» EXERCISE: Tally up the lines below containing the string "path", then write the number alone.

» EXTRACTED INFORMATION:
┄┄┄┄┄┄┄┄┄┄┄┄┄┄┄┄┄┄┄┄
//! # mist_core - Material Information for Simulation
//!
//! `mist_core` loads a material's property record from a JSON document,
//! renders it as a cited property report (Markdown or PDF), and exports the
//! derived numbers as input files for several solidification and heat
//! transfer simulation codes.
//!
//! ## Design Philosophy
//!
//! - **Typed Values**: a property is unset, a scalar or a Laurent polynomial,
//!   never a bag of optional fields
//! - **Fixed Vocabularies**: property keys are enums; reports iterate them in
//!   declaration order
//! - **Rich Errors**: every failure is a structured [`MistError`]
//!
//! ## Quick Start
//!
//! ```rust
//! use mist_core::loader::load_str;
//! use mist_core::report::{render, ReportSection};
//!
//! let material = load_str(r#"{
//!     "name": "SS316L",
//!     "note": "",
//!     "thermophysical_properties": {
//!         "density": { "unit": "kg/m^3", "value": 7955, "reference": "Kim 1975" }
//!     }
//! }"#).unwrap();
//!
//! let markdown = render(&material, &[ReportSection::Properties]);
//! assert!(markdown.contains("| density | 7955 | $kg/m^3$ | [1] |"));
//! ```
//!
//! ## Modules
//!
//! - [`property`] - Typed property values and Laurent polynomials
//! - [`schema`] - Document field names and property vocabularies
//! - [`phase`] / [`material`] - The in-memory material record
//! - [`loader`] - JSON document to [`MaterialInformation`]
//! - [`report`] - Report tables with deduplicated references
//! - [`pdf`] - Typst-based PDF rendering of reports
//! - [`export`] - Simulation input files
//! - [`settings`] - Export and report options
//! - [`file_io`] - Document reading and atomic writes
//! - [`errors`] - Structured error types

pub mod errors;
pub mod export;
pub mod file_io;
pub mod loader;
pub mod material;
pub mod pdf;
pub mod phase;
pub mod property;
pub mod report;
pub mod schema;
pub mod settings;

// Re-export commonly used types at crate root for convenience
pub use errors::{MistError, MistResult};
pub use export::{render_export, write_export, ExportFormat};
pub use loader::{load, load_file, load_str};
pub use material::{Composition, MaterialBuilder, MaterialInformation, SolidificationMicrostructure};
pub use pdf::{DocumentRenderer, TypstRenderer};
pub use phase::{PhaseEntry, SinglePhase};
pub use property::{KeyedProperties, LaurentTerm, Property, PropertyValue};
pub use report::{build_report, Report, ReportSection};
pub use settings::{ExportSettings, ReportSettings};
┄┄┄┄┄┄┄┄┄┄┄┄┄┄┄┄┄┄┄┄
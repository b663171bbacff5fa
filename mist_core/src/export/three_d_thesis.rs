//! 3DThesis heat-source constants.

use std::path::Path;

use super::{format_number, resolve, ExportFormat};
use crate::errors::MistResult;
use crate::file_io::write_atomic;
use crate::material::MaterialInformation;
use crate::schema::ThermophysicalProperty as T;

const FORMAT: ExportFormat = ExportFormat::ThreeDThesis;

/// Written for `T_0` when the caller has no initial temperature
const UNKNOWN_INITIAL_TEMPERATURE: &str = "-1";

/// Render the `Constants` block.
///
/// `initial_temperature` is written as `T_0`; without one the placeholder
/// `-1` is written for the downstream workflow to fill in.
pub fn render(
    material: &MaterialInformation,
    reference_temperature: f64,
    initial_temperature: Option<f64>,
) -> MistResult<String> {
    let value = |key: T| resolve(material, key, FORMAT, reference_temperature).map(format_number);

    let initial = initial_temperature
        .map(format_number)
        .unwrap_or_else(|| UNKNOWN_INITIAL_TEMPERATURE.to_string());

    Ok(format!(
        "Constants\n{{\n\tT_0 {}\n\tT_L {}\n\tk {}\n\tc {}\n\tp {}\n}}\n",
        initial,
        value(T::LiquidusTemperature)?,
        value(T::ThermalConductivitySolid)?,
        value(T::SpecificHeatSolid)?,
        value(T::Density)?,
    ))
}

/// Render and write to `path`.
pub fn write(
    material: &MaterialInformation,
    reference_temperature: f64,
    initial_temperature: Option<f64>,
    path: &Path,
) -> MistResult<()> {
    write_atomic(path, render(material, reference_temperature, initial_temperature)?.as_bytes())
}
┄┄┄┄┄┄┄┄┄┄┄┄┄┄┄┄┄┄┄┄
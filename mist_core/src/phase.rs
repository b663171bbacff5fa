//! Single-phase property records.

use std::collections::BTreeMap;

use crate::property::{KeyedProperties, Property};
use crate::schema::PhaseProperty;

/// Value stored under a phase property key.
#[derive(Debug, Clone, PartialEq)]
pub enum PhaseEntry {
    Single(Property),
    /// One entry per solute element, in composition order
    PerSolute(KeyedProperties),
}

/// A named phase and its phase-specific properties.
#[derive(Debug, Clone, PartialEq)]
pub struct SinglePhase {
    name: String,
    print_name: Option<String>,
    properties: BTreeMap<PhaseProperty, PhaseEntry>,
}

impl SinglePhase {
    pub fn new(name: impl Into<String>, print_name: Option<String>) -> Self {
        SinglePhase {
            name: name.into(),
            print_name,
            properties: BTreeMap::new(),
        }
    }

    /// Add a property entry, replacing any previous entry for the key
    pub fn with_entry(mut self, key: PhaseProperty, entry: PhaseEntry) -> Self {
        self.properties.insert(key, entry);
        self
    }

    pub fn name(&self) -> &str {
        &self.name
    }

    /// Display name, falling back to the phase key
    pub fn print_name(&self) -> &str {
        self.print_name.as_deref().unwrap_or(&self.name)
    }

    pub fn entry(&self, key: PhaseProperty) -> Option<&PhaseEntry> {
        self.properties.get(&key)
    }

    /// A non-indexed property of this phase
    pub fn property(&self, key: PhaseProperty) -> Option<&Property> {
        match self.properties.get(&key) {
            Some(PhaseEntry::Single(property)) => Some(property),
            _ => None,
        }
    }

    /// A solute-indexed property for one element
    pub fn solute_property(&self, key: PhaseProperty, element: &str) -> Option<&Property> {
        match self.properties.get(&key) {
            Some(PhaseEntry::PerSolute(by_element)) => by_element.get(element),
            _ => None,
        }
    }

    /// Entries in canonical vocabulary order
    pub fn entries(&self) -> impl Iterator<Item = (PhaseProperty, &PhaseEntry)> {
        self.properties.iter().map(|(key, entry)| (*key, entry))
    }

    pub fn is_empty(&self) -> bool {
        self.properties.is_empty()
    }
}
┄┄┄┄┄┄┄┄┄┄┄┄┄┄┄┄┄┄┄┄
» ANSWER SECTION: 4